Austrian botanist (1865–1910)

Johanna Amalia Witasek (13 August 1865 – 5 July 1910) was an Austrian botanist noted for her work on taxonomy, geographic distribution, and nomenclature. Witasek studied at the Botanical Museum in Vienna, working on material brought back from expeditions to Brazil and Samoa. Over eleven years, she published a number of papers on Solanaceae, Campanula, and Callianthemum.

== Life ==
Witasek was born on 13 August 1865 in Vienna. Her father was a railway engineer. She initially worked as a school teacher in public schools in Vienna, and later in a school for girls. In 1899, she began studying at the botanical museum in Vienna.

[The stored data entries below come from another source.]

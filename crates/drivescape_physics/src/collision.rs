//! Collision detection and filtering
//!
//! Every test returns a [`Contact`] whose normal points from the second
//! shape toward the first, so pushing the first shape along the normal by
//! the penetration separates the pair.

use bitflags::bitflags;

use crate::shapes::{Aabb, Collider, Plane, Sphere};
use drivescape_math::Vec3;

bitflags! {
    /// Collision layers for filtering which objects can collide
    #[derive(Clone, Copy, Debug, PartialEq, Eq, Hash)]
    pub struct CollisionLayer: u32 {
        /// Default layer for most objects
        const DEFAULT = 1 << 0;
        /// The player's vehicle
        const VEHICLE = 1 << 1;
        /// Buildings, walls and the floor
        const STATIC = 1 << 2;
        /// Zones that detect but don't push
        const TRIGGER = 1 << 3;
        /// Movable props such as the rocket
        const PROP = 1 << 4;
        /// All layers
        const ALL = 0xFFFFFFFF;
    }
}

/// Layer/mask pair
///
/// Two objects A and B collide if `(A.layer & B.mask) != 0` and
/// `(B.layer & A.mask) != 0`.
#[derive(Clone, Copy, Debug, PartialEq, Eq)]
pub struct CollisionFilter {
    pub layer: CollisionLayer,
    pub mask: CollisionLayer,
}

impl Default for CollisionFilter {
    fn default() -> Self {
        Self {
            layer: CollisionLayer::DEFAULT,
            mask: CollisionLayer::ALL,
        }
    }
}

impl CollisionFilter {
    pub fn new(layer: CollisionLayer, mask: CollisionLayer) -> Self {
        Self { layer, mask }
    }

    /// Check if this filter allows collision with another filter
    pub fn collides_with(&self, other: &Self) -> bool {
        self.layer.intersects(other.mask) && other.layer.intersects(self.mask)
    }

    /// The vehicle hits everything except triggers
    pub fn vehicle() -> Self {
        Self {
            layer: CollisionLayer::VEHICLE,
            mask: CollisionLayer::ALL & !CollisionLayer::TRIGGER,
        }
    }

    /// Static world geometry
    pub fn static_world() -> Self {
        Self {
            layer: CollisionLayer::STATIC,
            mask: CollisionLayer::ALL,
        }
    }

    pub fn prop() -> Self {
        Self {
            layer: CollisionLayer::PROP,
            mask: CollisionLayer::ALL & !CollisionLayer::TRIGGER,
        }
    }

    /// Triggers detect `detects` without pushing them
    pub fn trigger(detects: CollisionLayer) -> Self {
        Self {
            layer: CollisionLayer::TRIGGER,
            mask: detects,
        }
    }
}

/// Contact information from a collision
#[derive(Clone, Copy, Debug)]
pub struct Contact {
    /// Point of contact
    pub point: Vec3,
    /// Normal pointing from the second shape toward the first
    pub normal: Vec3,
    /// Penetration depth (positive means overlapping)
    pub penetration: f32,
}

impl Contact {
    pub fn new(point: Vec3, normal: Vec3, penetration: f32) -> Self {
        Self {
            point,
            normal,
            penetration,
        }
    }

    pub fn is_colliding(&self) -> bool {
        self.penetration > 0.0
    }

    fn flipped(mut self) -> Self {
        self.normal = -self.normal;
        self
    }
}

/// Sphere vs plane
pub fn sphere_vs_plane(sphere: &Sphere, plane: &Plane) -> Option<Contact> {
    let penetration = sphere.radius - plane.signed_distance(sphere.center);
    if penetration > 0.0 {
        let point = sphere.center - plane.normal * sphere.radius;
        Some(Contact::new(point, plane.normal, penetration))
    } else {
        None
    }
}

/// AABB vs plane, using the corner deepest along the plane normal
pub fn aabb_vs_plane(aabb: &Aabb, plane: &Plane) -> Option<Contact> {
    let h = aabb.half_extents();
    let n = plane.normal;
    let sign = |v: f32| if v >= 0.0 { 1.0 } else { -1.0 };
    let closest = aabb.center() - Vec3::new(h.x * sign(n.x), h.y * sign(n.y), h.z * sign(n.z));

    let signed_dist = plane.signed_distance(closest);
    if signed_dist < 0.0 {
        Some(Contact::new(closest, n, -signed_dist))
    } else {
        None
    }
}

/// Sphere vs AABB; the normal points from the box toward the sphere
pub fn sphere_vs_aabb(sphere: &Sphere, aabb: &Aabb) -> Option<Contact> {
    let closest = aabb.closest_point(sphere.center);
    let delta = sphere.center - closest;
    let dist_squared = delta.length_squared();

    if dist_squared >= sphere.radius * sphere.radius {
        return None;
    }

    if dist_squared > 1e-8 {
        let dist = dist_squared.sqrt();
        Some(Contact::new(closest, delta / dist, sphere.radius - dist))
    } else {
        // Center inside the box: push out through the nearest face
        let local = sphere.center - aabb.center();
        let h = aabb.half_extents();
        let faces = [
            (h.x - local.x.abs(), Vec3::new(local.x.signum(), 0.0, 0.0)),
            (h.y - local.y.abs(), Vec3::new(0.0, local.y.signum(), 0.0)),
            (h.z - local.z.abs(), Vec3::new(0.0, 0.0, local.z.signum())),
        ];
        let (depth, normal) = faces
            .iter()
            .copied()
            .fold(faces[0], |best, f| if f.0 < best.0 { f } else { best });
        Some(Contact::new(sphere.center, normal, depth + sphere.radius))
    }
}

/// AABB vs AABB; the normal points from `b` toward `a` along the axis of least overlap
pub fn aabb_vs_aabb(a: &Aabb, b: &Aabb) -> Option<Contact> {
    if a.max.x < b.min.x || a.min.x > b.max.x {
        return None;
    }
    if a.max.y < b.min.y || a.min.y > b.max.y {
        return None;
    }
    if a.max.z < b.min.z || a.min.z > b.max.z {
        return None;
    }

    let overlap = a.max.min_components(b.max) - a.min.max_components(b.min);
    let (ca, cb) = (a.center(), b.center());

    let mut min_overlap = overlap.x;
    let mut normal = if ca.x < cb.x { -Vec3::X } else { Vec3::X };
    if overlap.y < min_overlap {
        min_overlap = overlap.y;
        normal = if ca.y < cb.y { -Vec3::Y } else { Vec3::Y };
    }
    if overlap.z < min_overlap {
        min_overlap = overlap.z;
        normal = if ca.z < cb.z { -Vec3::Z } else { Vec3::Z };
    }

    let point = (a.min.max_components(b.min) + a.max.min_components(b.max)) * 0.5;
    Some(Contact::new(point, normal, min_overlap.max(0.0)))
}

/// Sphere vs sphere; the normal points from `b` toward `a`
pub fn sphere_vs_sphere(a: &Sphere, b: &Sphere) -> Option<Contact> {
    let delta = a.center - b.center;
    let dist_sq = delta.length_squared();
    let min_dist = a.radius + b.radius;

    if dist_sq < min_dist * min_dist && dist_sq > 1e-4 {
        let dist = dist_sq.sqrt();
        let normal = delta / dist;
        Some(Contact::new(b.center + normal * b.radius, normal, min_dist - dist))
    } else {
        None
    }
}

/// Dispatch on collider kinds
pub fn collide(a: &Collider, b: &Collider) -> Option<Contact> {
    match (a, b) {
        (Collider::Sphere(s), Collider::Plane(p)) => sphere_vs_plane(s, p),
        (Collider::Aabb(x), Collider::Plane(p)) => aabb_vs_plane(x, p),
        (Collider::Sphere(s), Collider::Aabb(x)) => sphere_vs_aabb(s, x),
        (Collider::Aabb(x), Collider::Sphere(s)) => sphere_vs_aabb(s, x).map(Contact::flipped),
        (Collider::Aabb(x), Collider::Aabb(y)) => aabb_vs_aabb(x, y),
        (Collider::Sphere(s), Collider::Sphere(t)) => sphere_vs_sphere(s, t),
        (Collider::Plane(_), Collider::Plane(_)) => None,
        (Collider::Plane(_), _) => collide(b, a).map(Contact::flipped),
    }
}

She published papers over eleven years, on the taxonomy, geographic distribution, and nomenclature of plants. She published a monograph in 1908 on Solanaceae in Brazil, using material from the Austrian Academy of Science expedition in 1901, led by Richard Wettstein. Witasek also published on the distribution of Campanula, and researched the genus Callianthemum.

Her last major work, a monograph on nightshade (Solanum) plants, was published in 1909. This material came from the Samoa trip of Karl Rechinger and Lily Rechinger-Favarger. Rechinger's work of Botanical and Zoological Results, submitted to the Academy of Sciences in July 1909, was reprinted in 1910, including Witasek's contributions. The work was published in the same year.

Witasek died on 5 July 1910 in Vienna, aged forty-four years, by suicide. Her botanical collection was donated to the Botanical Museum after her death.

==Written works==
- Witasek, Johanna (1902). "Ein Beitrag zur Kenntnis der Gattung Campanula"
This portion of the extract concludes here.